Status Quo, your family will not want you to get better

What came first?
the chicken or the egg?

With boundaries it's not just "YOUR boundaries", it's your families boundaries that are in play.

You can't be a victim in a vacuum

What does this mean in English?

You realize you have less than functional boundaries
what does that mean?

You let others (allow others, fail to object to...) treat you with a lack of respect
why would they do that?

Boundaries aren't "you" or "about you", they are "ABOUT" the interaction/ the interplay/ an interpersonal relationship

The "pecking order" is currently interpreted by others as "you are one down" making them "one up"

"OneUpmanship" is THE underlying theme in codependency.

the other people who interact with you, for what ever reason, (doesn't matter if the egg came first or the chicken came first), they LIKE being "one up"

Let's say you have a history of drug abuse, that means someone else has had to "cover for you", you have let someone down, now more than likely that person is a family member

After a while they will resent (rightfully so) the fact that you've failed them in some way

Soon after that they will "collect injustices", you will be running a "defiecit" with this family member

What niether of you realize is, without them "setting out to do so", they "LIKE" being "one up"

Let's say time passes, you "get better"

the family member in question doesn't realize they WANT the status quo to change, they LIKE being one up...

Now you need to restructure your boundaries with that person

.... and you're shocked to find out, they actually don't WANT YOU TO GET BETTER


2 comments:

Katie said...

I find that rings true in my own family situation, I just find it much harder to relax around them, everyone always seems to be sizing up the other, and I have a sibling who talks about every other member of my family to me as though she is a seasoned psychiatrist on their lives and has all the labels for everyone, it's as though she has managed almost too well to distance herself emotionally, and sit in judgment.

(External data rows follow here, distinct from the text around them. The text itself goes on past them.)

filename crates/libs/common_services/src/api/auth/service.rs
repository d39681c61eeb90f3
use crate::api::auth::error::AuthError;
use crate::api::auth::interfaces::AuthClaims;
use crate::database::app_user::User;
use crate::database::user_store::UserStore;
use chrono::Utc;
use sqlx::SqlitePool;
use tracing::instrument;

/// Mirrors the user described by verified token claims into the local user table.
///
/// # Errors
///
/// * `AuthError::InvalidToken` if the claims carry no email.
/// * `AuthError::Database` when the user row cannot be written.
#[instrument(skip(pool, claims), fields(user_id = claims.sub))]
pub async fn sync_user(pool: &SqlitePool, claims: &AuthClaims) -> Result<User, AuthError> {
    let email = claims.email.trim();
    if email.is_empty() {
        return Err(AuthError::InvalidToken);
    }
    let name = if claims.name.trim().is_empty() {
        email.split('@').next().unwrap_or(email)
    } else {
        claims.name.trim()
    };

    let user = UserStore::upsert(pool, claims.sub, email, name, claims.role, Utc::now()).await?;
    Ok(user)
}
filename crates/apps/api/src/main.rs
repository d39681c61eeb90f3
use api::serve;
use app_state::load_app_settings;
use color_eyre::Result;
use common_services::database::get_db_pool;
use tracing_subscriber::layer::SubscriberExt;
use tracing_subscriber::util::SubscriberInitExt;

#[tokio::main]
async fn main() -> Result<()> {
    color_eyre::install()?;
    let settings = load_app_settings()?;

    tracing_subscriber::registry()
        .with(
            tracing_subscriber::EnvFilter::try_from_default_env().unwrap_or_else(|_| {
                format!("api={0},common_services={0},tower_http=debug", settings.logging.level)
                    .into()
            }),
        )
        .with(tracing_subscriber::fmt::layer())
        .init();

    let pool = get_db_pool(&settings.secrets.database_url, &settings.database).await?;
    serve(pool, settings).await?;

    Ok(())
}
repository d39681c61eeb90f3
pub mod handlers;
pub mod middlewares;
pub mod router;
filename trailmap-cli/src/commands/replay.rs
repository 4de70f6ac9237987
//! Replay command: push a recorded track through the tracking core.
//!
//! The app is composed with simulated permission and position services. The
//! permission flow runs first, then a map session is mounted and every track
//! point is emitted as a platform position update. Camera events are printed
//! as they happen, followed by a summary.

use std::path::{Path, PathBuf};
use std::sync::Arc;

use clap::Args;
use tokio::sync::broadcast;
use tracing::{info, warn};
use trailmap::app::{AppConfig, TrailmapApp};
use trailmap::camera::CameraEvent;
use trailmap::permission::PermissionState;
use trailmap::session::MapSession;
use trailmap::sim::{SimulatedPermissionService, SimulatedPositionService};
use trailmap::Coordinate;

use crate::error::CliError;

/// Number of scheduler turns given to the session pump after each point.
const PUMP_TURNS: usize = 8;

/// Arguments for `trailmap replay`.
#[derive(Debug, Args)]
pub struct ReplayArgs {
    /// CSV file with one `latitude,longitude` pair per line
    pub track: PathBuf,

    /// Permission status the simulated platform reports at start
    #[arg(long, default_value = "undetermined")]
    pub permission: PermissionState,

    /// Simulated user denies access when prompted (default: grants)
    #[arg(long)]
    pub deny: bool,

    /// Simulate a user pan just before the point with this index
    #[arg(long, value_name = "N")]
    pub pan_at: Option<usize>,

    /// Simulate a recenter tap just before the point with this index
    #[arg(long, value_name = "N")]
    pub recenter_at: Option<usize>,
}

/// Run the replay.
pub async fn run(args: ReplayArgs, config_path: Option<&Path>) -> Result<(), CliError> {
    let config = AppConfig::load(config_path)?;
    let _logging = config.init_logging()?;

    let track = read_track(&args.track)?;
    info!(points = track.len(), path = %args.track.display(), "Track loaded");

    let outcome = if args.deny {
        PermissionState::Denied
    } else {
        PermissionState::Granted
    };
    let permissions =
        Arc::new(SimulatedPermissionService::new(args.permission).with_request_outcome(outcome));
    let positions = Arc::new(SimulatedPositionService::new());
    if let Some(first) = track.first() {
        positions.set_fix(Some(*first));
    }

    let app = TrailmapApp::start(config, permissions, positions.clone()).await;
    println!("Route: {}", app.route());

    let status = app.request_permission().await;
    println!("Permission: {}", status);

    let session = match app.mount_map().await {
        Ok(session) => session,
        Err(e) => {
            app.shutdown().await;
            return Err(e.into());
        }
    };
    println!(
        "Camera starts at {}",
        session.controller().current_target().center
    );

    let mut camera = session.controller().subscribe();
    for (index, coord) in track.iter().enumerate() {
        if args.pan_at == Some(index) {
            println!("[{:>4}] user pan", index);
            session.on_user_pan();
        }
        if args.recenter_at == Some(index) {
            println!("[{:>4}] recenter", index);
            if let Some(pending) = session.on_recenter() {
                if let Err(e) = pending.await {
                    warn!(error = %e, "Recenter fix task failed");
                }
            }
        }

        positions.emit(*coord);
        for _ in 0..PUMP_TURNS {
            tokio::task::yield_now().await;
        }
        print_camera_events(index, &mut camera);
    }

    print_summary(&session, track.len());

    session.unmount().await;
    app.shutdown().await;
    Ok(())
}

fn print_camera_events(index: usize, camera: &mut broadcast::Receiver<CameraEvent>) {
    while let Ok(event) = camera.try_recv() {
        match event {
            CameraEvent::Target { target, reason } => {
                println!("[{:>4}] camera -> {} ({:?})", index, target.center, reason);
            }
            CameraEvent::FollowChanged(state) => {
                println!("[{:>4}] follow: {}", index, state);
            }
        }
    }
}

fn print_summary(session: &MapSession, points: usize) {
    let target = session.controller().current_target();
    println!();
    println!("Summary");
    println!("=======");
    println!("  Points replayed: {}", points);
    println!("  Trail length:    {}", session.trail().len());
    println!("  Follow state:    {}", session.follow_state());
    println!("  Camera target:   {}", target.center);
    if let Some(e) = session.last_error() {
        println!("  Last error:      {}", e);
    }
}

/// Read a track file.
fn read_track(path: &Path) -> Result<Vec<Coordinate>, CliError> {
    let content = std::fs::read_to_string(path).map_err(|error| CliError::TrackRead {
        path: path.to_path_buf(),
        error,
    })?;
    parse_track(&content)
}

/// Parse `latitude,longitude` lines.
///
/// Blank lines and `#` comments are skipped, as is a non-numeric header on
/// the first line. Extra columns (altitude, timestamp) are ignored.
fn parse_track(content: &str) -> Result<Vec<Coordinate>, CliError> {
    let mut track = Vec::new();

    for (index, raw) in content.lines().enumerate() {
        let line_no = index + 1;
        let line = raw.trim();
        if line.is_empty() || line.starts_with('#') {
            continue;
        }

        let mut fields = line.split(',').map(str::trim);
        let (lat, lon) = match (fields.next(), fields.next()) {
            (Some(lat), Some(lon)) => (lat, lon),
            _ => {
                return Err(CliError::TrackParse {
                    line: line_no,
                    reason: "expected latitude,longitude".to_string(),
                })
            }
        };

        let (lat, lon) = match (lat.parse::<f64>(), lon.parse::<f64>()) {
            (Ok(lat), Ok(lon)) => (lat, lon),
            _ if track.is_empty() && line_no == 1 => continue,
            _ => {
                return Err(CliError::TrackParse {
                    line: line_no,
                    reason: format!("'{}' is not a coordinate pair", line),
                })
            }
        };

        let coord = Coordinate::try_new(lat, lon).map_err(|e| CliError::TrackParse {
            line: line_no,
            reason: e.to_string(),
        })?;
        track.push(coord);
    }

    Ok(track)
}
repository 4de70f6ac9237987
//! Application error types.

use thiserror::Error;

use crate::config::ConfigFileError;

/// Errors raised while preparing the application.
#[derive(Debug, Error)]
pub enum AppError {
    /// Configuration could not be loaded.
    #[error("Configuration error: {0}")]
    Config(#[from] ConfigFileError),

    /// Log output could not be set up.
    #[error("Failed to initialize logging: {0}")]
    Logging(#[source] std::io::Error),
}
//! Configuration management commands: `config path`, `config list` and
//! `config init`.

use std::path::Path;

use clap::Subcommand;
use trailmap::config::{config_file_path, ConfigFile};

use crate::error::CliError;

/// Config subcommands.
#[derive(Debug, Subcommand)]
pub enum ConfigCommands {
    /// Show the configuration file path
    Path,

    /// List the effective settings
    List,

    /// Write a configuration file with default values
    Init {
        /// Overwrite an existing file
        #[arg(long)]
        force: bool,
    },
}

/// Run a config subcommand.
pub fn run(command: ConfigCommands, path: Option<&Path>) -> Result<(), CliError> {
    let path = path.map(Path::to_path_buf).unwrap_or_else(config_file_path);
    match command {
        ConfigCommands::Path => {
            println!("{}", path.display());
            Ok(())
        }
        ConfigCommands::List => run_list(&path),
        ConfigCommands::Init { force } => run_init(&path, force),
    }
}

fn run_list(path: &Path) -> Result<(), CliError> {
    let config = ConfigFile::load_from(path)?;
    for line in settings_lines(&config) {
        println!("{}", line);
    }
    if !path.exists() {
        println!();
        println!("(no file at {}, showing defaults)", path.display());
    }
    Ok(())
}

fn run_init(path: &Path, force: bool) -> Result<(), CliError> {
    if path.exists() && !force {
        return Err(CliError::Config(format!(
            "{} already exists (use --force to overwrite)",
            path.display()
        )));
    }
    ConfigFile::default().save_to(path)?;
    println!("Wrote default configuration to {}", path.display());
    Ok(())
}

/// Render the effective settings as `section.key = value` lines.
fn settings_lines(config: &ConfigFile) -> Vec<String> {
    let t = &config.tracking;
    let c = &config.camera;
    vec![
        format!("tracking.update_interval_ms = {}", t.update_interval.as_millis()),
        format!("tracking.accuracy = {}", t.accuracy),
        format!("tracking.fix_timeout_ms = {}", t.fix_timeout.as_millis()),
        format!("camera.default_latitude = {}", c.default_location.latitude),
        format!("camera.default_longitude = {}", c.default_location.longitude),
        format!("camera.latitude_delta = {}", c.latitude_delta),
        format!("camera.longitude_delta = {}", c.longitude_delta),
        format!("camera.min_zoom = {}", c.min_zoom),
        format!("camera.max_zoom = {}", c.max_zoom),
        format!("camera.animation_ms = {}", c.animation.as_millis()),
        format!(
            "lifecycle.suspend_on_background = {}",
            config.lifecycle.suspend_on_background
        ),
        format!("logging.directory = {}", config.logging.directory.display()),
        format!("logging.file = {}", config.logging.file),
    ]
}

#[cfg(test)]
mod tests {
    use super::*;
    use tempfile::TempDir;

    #[test]
    fn test_settings_lines_defaults() {
        let lines = settings_lines(&ConfigFile::default());
        assert!(lines.contains(&"tracking.accuracy = high".to_string()));
        assert!(lines.contains(&"camera.max_zoom = 20".to_string()));
        assert_eq!(lines.len(), 13);
    }

    #[test]
    fn test_init_refuses_to_overwrite() {
        let temp_dir = TempDir::new().unwrap();
        let path = temp_dir.path().join("config.ini");

        run_init(&path, false).unwrap();
        assert!(path.exists());
        assert!(matches!(run_init(&path, false), Err(CliError::Config(_))));
        run_init(&path, true).unwrap();
    }
}
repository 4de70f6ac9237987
//! Trailmap - live position tracking with a follow-me map camera
//!
//! This library provides the core of a live map screen: permission gating,
//! a continuous position watch with an accumulated trail, and the camera
//! follow state machine that reconciles the position stream with user
//! gestures. Rendering, navigation and platform dialogs are collaborators
//! behind the traits in [`permission`] and [`position`].
//!
//! # Architecture
//!
//! ```text
//! PermissionService ──► PermissionGate ──► RouteGuard ──► host navigation
//!                             │
//!                             ▼ granted
//! PositionService ───► LocationTracker ──► TrackerEvent (broadcast)
//!                                                │
//!                                                ▼
//!                gestures ──► CameraFollowController ──► CameraEvent
//! ```

pub mod app;
pub mod camera;
pub mod config;
pub mod coord;
pub mod error;
pub mod lifecycle;
pub mod logging;
pub mod navigation;
pub mod permission;
pub mod position;
pub mod session;
pub mod sim;
pub mod tracker;

pub use coord::Coordinate;
pub use error::TrackingError;
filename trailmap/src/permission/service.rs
//! Platform permission service abstraction.

use futures::future::BoxFuture;
use thiserror::Error;

use super::PermissionState;

/// Errors reported by a platform permission service.
#[derive(Debug, Clone, PartialEq, Eq, Error)]
pub enum PermissionServiceError {
    /// The platform permission API could not be reached.
    #[error("Permission service unavailable: {0}")]
    Unavailable(String),
}

/// Platform location-permission API.
///
/// Implementations wrap the OS permission store. `check_permission` must not
/// prompt; `request_permission` may show the system dialog. Uses boxed
/// futures so the gate can hold an `Arc<dyn PermissionService>`.
pub trait PermissionService: Send + Sync {
    /// Query the current permission without prompting.
    fn check_permission(&self) -> BoxFuture<'_, Result<PermissionState, PermissionServiceError>>;

    /// Ask the user for permission (OS dialog when undetermined).
    fn request_permission(&self)
        -> BoxFuture<'_, Result<PermissionState, PermissionServiceError>>;
}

Is that why it's harder to heal around your famly, do you think? I am an adult child coming to some realisations myself about my own victim stance, and now am doing my best to educate myself, but one family member in particular always seems to be wishing you well with a knife in your back while they smile..and she reckons she's on a higher path to enlightnment and is a group facilitator for a group of addict or addict survivors.

Katie said...

I find that rings true in my own family situation, I just find it much harder to relax around them, everyone always seems to be sizing up the other, and I have a sibling who talks about every other member of my family to me as though she is a seasoned psychiatrist on their lives and has all the labels for everyone, it's as though she has managed almost too well to distance herself emotionally, and sit in judgment.

Is that why it's harder to heal around your famly, do you think? I am an adult child coming to some realisations myself about my own victim stance, and now am doing my best to educate myself, but one family member in particular always seems to be wishing you well with a knife in your back while they smile..and she reckons she's on a higher path to enlightnment and is a group facilitator for a group of addict or addict survivors.